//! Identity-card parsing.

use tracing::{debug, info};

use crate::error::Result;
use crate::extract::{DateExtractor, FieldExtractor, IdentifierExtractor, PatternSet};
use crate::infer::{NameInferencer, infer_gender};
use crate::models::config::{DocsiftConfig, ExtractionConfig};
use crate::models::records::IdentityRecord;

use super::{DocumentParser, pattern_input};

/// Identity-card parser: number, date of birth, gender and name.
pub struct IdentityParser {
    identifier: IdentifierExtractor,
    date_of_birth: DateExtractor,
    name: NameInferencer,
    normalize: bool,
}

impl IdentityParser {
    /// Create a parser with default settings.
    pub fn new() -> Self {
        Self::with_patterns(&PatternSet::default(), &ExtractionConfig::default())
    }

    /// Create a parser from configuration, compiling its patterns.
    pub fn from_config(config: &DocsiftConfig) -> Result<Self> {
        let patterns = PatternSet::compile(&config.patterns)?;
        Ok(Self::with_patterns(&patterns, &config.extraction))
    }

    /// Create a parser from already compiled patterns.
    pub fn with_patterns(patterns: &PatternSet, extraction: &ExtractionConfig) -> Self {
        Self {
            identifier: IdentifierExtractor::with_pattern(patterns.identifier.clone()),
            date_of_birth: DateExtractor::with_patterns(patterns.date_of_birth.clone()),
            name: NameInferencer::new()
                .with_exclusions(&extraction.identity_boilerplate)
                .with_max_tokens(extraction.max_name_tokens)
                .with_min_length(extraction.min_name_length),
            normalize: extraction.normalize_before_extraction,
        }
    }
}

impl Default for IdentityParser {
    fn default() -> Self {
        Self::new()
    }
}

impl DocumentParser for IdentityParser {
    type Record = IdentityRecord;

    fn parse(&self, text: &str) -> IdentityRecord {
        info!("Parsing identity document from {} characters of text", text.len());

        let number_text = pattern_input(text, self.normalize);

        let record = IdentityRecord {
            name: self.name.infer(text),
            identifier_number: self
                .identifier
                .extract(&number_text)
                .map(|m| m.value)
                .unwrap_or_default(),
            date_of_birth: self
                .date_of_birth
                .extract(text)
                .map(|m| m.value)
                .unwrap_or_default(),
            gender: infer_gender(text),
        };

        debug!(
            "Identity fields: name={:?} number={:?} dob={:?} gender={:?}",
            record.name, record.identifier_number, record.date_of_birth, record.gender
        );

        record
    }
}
********
ABOUT THIS EXERCISE: All lines from the first line of the listing above through the line containing "with default settings." are to be retyped exactly. Leave out any other line.

OUTPUT FOR THIS TASK:
//! Identity-card parsing.

use tracing::{debug, info};

use crate::error::Result;
use crate::extract::{DateExtractor, FieldExtractor, IdentifierExtractor, PatternSet};
use crate::infer::{NameInferencer, infer_gender};
use crate::models::config::{DocsiftConfig, ExtractionConfig};
use crate::models::records::IdentityRecord;

use super::{DocumentParser, pattern_input};

/// Identity-card parser: number, date of birth, gender and name.
pub struct IdentityParser {
    identifier: IdentifierExtractor,
    date_of_birth: DateExtractor,
    name: NameInferencer,
    normalize: bool,
}

impl IdentityParser {
    /// Create a parser with default settings.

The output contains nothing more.